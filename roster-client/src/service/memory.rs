//! In-memory list and directory
//!
//! Same contracts as the REST services: sequential item ids starting at 1,
//! `$select` projection, lookup expansion from the directory and equality
//! filters. Both can be switched offline to exercise failure paths.

use std::collections::HashSet;
use std::sync::Arc;
use std::sync::atomic::{AtomicBool, Ordering};

use async_trait::async_trait;
use parking_lot::Mutex;
use serde_json::{json, Value};
use shared::DirectoryUser;

use crate::query::{Filter, ListQuery};
use crate::{ClientError, ClientResult};

use super::{DirectoryService, ListService, Row};

const ID_FIELD: &str = "Id";

// ============================================================================
// Directory
// ============================================================================

#[derive(Debug, Default)]
struct DirectoryState {
    users: Vec<DirectoryUser>,
    next_id: i64,
    provision_unknown: bool,
}

/// In-memory user directory.
///
/// Cloning yields another handle to the same directory.
#[derive(Debug, Clone, Default)]
pub struct InMemoryDirectory {
    state: Arc<Mutex<DirectoryState>>,
    offline: Arc<AtomicBool>,
}

impl InMemoryDirectory {
    pub fn new() -> Self {
        Self::default()
    }

    /// Register a user; its id also advances the id sequence
    pub fn with_user(self, user: DirectoryUser) -> Self {
        self.add_user(user);
        self
    }

    /// Create stub users for unknown email-like identifiers, as `ensureuser`
    /// does for valid accounts that never visited the site
    pub fn with_provisioning(self, enabled: bool) -> Self {
        self.state.lock().provision_unknown = enabled;
        self
    }

    pub fn add_user(&self, user: DirectoryUser) {
        let mut state = self.state.lock();
        state.next_id = state.next_id.max(user.id);
        state.users.push(user);
    }

    pub fn user_by_id(&self, id: i64) -> Option<DirectoryUser> {
        self.state.lock().users.iter().find(|u| u.id == id).cloned()
    }

    pub fn users(&self) -> Vec<DirectoryUser> {
        self.state.lock().users.clone()
    }

    /// Make every call fail with a connection error
    pub fn set_offline(&self, offline: bool) {
        self.offline.store(offline, Ordering::SeqCst);
    }

    fn matches(user: &DirectoryUser, identifier: &str) -> bool {
        let account = claims_account(identifier);
        let eq = |v: &Option<String>| {
            v.as_deref()
                .is_some_and(|v| v.eq_ignore_ascii_case(identifier) || v.eq_ignore_ascii_case(account))
        };
        eq(&user.login_name) || eq(&user.email)
    }
}

/// Account part of a claims login (`i:0#.f|membership|ann@corp.com` -> `ann@corp.com`)
fn claims_account(identifier: &str) -> &str {
    identifier.rsplit('|').next().unwrap_or(identifier)
}

#[async_trait]
impl DirectoryService for InMemoryDirectory {
    async fn ensure_user(&self, identifier: &str) -> ClientResult<DirectoryUser> {
        if self.offline.load(Ordering::SeqCst) {
            return Err(ClientError::Connection("directory offline".into()));
        }

        let mut state = self.state.lock();
        if let Some(user) = state.users.iter().find(|u| Self::matches(u, identifier)) {
            return Ok(user.clone());
        }

        let account = claims_account(identifier);
        if state.provision_unknown && account.contains('@') {
            state.next_id += 1;
            let title = account.split('@').next().unwrap_or(account).to_string();
            let user = DirectoryUser::new(state.next_id, title)
                .with_email(account)
                .with_login_name(format!("i:0#.f|membership|{}", account));
            state.users.push(user.clone());
            return Ok(user);
        }

        Err(ClientError::NotFound(format!(
            "The specified user {} could not be found.",
            identifier
        )))
    }
}

// ============================================================================
// List
// ============================================================================

#[derive(Debug, Default)]
struct ListState {
    rows: Vec<Row>,
    next_id: i64,
}

/// In-memory list.
///
/// Cloning yields another handle to the same list.
#[derive(Debug, Clone, Default)]
pub struct InMemoryList {
    state: Arc<Mutex<ListState>>,
    directory: Option<InMemoryDirectory>,
    offline: Arc<AtomicBool>,
}

impl InMemoryList {
    pub fn new() -> Self {
        Self::default()
    }

    /// Expand user lookups (`<Field>Id` columns) from this directory
    pub fn with_directory(mut self, directory: InMemoryDirectory) -> Self {
        self.directory = Some(directory);
        self
    }

    /// Insert a row directly, bypassing the service, and return its id
    pub fn seed(&self, mut fields: Row) -> i64 {
        let mut state = self.state.lock();
        state.next_id += 1;
        let id = state.next_id;
        fields.insert(ID_FIELD.into(), json!(id));
        state.rows.push(fields);
        id
    }

    /// Raw stored rows, without projection or expansion
    pub fn rows(&self) -> Vec<Row> {
        self.state.lock().rows.clone()
    }

    /// Make every call fail with a connection error
    pub fn set_offline(&self, offline: bool) {
        self.offline.store(offline, Ordering::SeqCst);
    }

    fn check_online(&self) -> ClientResult<()> {
        if self.offline.load(Ordering::SeqCst) {
            return Err(ClientError::Connection("list service offline".into()));
        }
        Ok(())
    }

    fn matches(row: &Row, filter: &Filter) -> bool {
        match filter {
            Filter::Eq { field, value } => match row.get(field) {
                Some(Value::String(s)) => s == value,
                Some(Value::Number(n)) => n.to_string() == *value,
                Some(Value::Bool(b)) => b.to_string() == *value,
                _ => false,
            },
        }
    }

    /// Replace `<field>Id` with the expanded `<field>` object
    fn expand(&self, row: &Row, expand: &[String]) -> Row {
        let mut out = row.clone();
        for field in expand {
            let key = format!("{}Id", field);
            let user = out
                .get(&key)
                .and_then(Value::as_i64)
                .and_then(|id| self.directory.as_ref()?.user_by_id(id));
            let value = match user {
                Some(u) => json!({
                    "Id": u.id,
                    "Title": u.title,
                    "EMail": u.email,
                }),
                None => Value::Null,
            };
            out.insert(field.clone(), value);
        }
        out
    }

    /// Keep only selected columns; `Lookup/Sub` keeps `Sub` inside `Lookup`
    fn project(row: Row, select: &[String]) -> Row {
        if select.is_empty() {
            return row;
        }

        let mut scalar: HashSet<&str> = HashSet::new();
        let mut nested: Vec<(&str, &str)> = Vec::new();
        for field in select {
            match field.split_once('/') {
                Some((lookup, sub)) => nested.push((lookup, sub)),
                None => {
                    scalar.insert(field.as_str());
                }
            }
        }

        let mut out = Row::new();
        for (key, value) in &row {
            if scalar.contains(key.as_str()) {
                out.insert(key.clone(), value.clone());
            }
        }
        for (lookup, sub) in nested {
            let Some(source) = row.get(lookup) else {
                continue;
            };
            match source {
                Value::Object(obj) => {
                    let entry = out
                        .entry(lookup.to_string())
                        .or_insert_with(|| Value::Object(Row::new()));
                    if let (Value::Object(target), Some(v)) = (entry, obj.get(sub)) {
                        target.insert(sub.to_string(), v.clone());
                    }
                }
                _ => {
                    out.insert(lookup.to_string(), Value::Null);
                }
            }
        }
        out
    }
}

#[async_trait]
impl ListService for InMemoryList {
    async fn get_items(&self, query: &ListQuery) -> ClientResult<Vec<Row>> {
        self.check_online()?;

        let rows = self.state.lock().rows.clone();
        let limit = query.top.map(|n| n as usize).unwrap_or(usize::MAX);
        Ok(rows
            .iter()
            .filter(|row| query.filter.as_ref().is_none_or(|f| Self::matches(row, f)))
            .take(limit)
            .map(|row| Self::project(self.expand(row, &query.expand), &query.select))
            .collect())
    }

    async fn add_item(&self, mut fields: Row) -> ClientResult<Row> {
        self.check_online()?;

        fields.remove(ID_FIELD);
        let mut state = self.state.lock();
        state.next_id += 1;
        fields.insert(ID_FIELD.into(), json!(state.next_id));
        state.rows.push(fields.clone());
        Ok(fields)
    }

    async fn update_item(&self, id: i64, fields: Row) -> ClientResult<()> {
        self.check_online()?;

        let mut state = self.state.lock();
        let row = state
            .rows
            .iter_mut()
            .find(|r| r.get(ID_FIELD).and_then(Value::as_i64) == Some(id))
            .ok_or_else(|| ClientError::NotFound(format!("Item {} does not exist", id)))?;
        for (key, value) in fields {
            if key != ID_FIELD {
                row.insert(key, value);
            }
        }
        Ok(())
    }

    async fn delete_item(&self, id: i64) -> ClientResult<()> {
        self.check_online()?;

        let mut state = self.state.lock();
        let before = state.rows.len();
        state
            .rows
            .retain(|r| r.get(ID_FIELD).and_then(Value::as_i64) != Some(id));
        if state.rows.len() == before {
            return Err(ClientError::NotFound(format!("Item {} does not exist", id)));
        }
        Ok(())
    }
}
++++++++
Work required: Copy each line of the records that has "ClientError" in it.

Result of this task:
use crate::{ClientError, ClientResult};
            return Err(ClientError::Connection("directory offline".into()));
        Err(ClientError::NotFound(format!(
            return Err(ClientError::Connection("list service offline".into()));
            .ok_or_else(|| ClientError::NotFound(format!("Item {} does not exist", id)))?;
            return Err(ClientError::NotFound(format!("Item {} does not exist", id)));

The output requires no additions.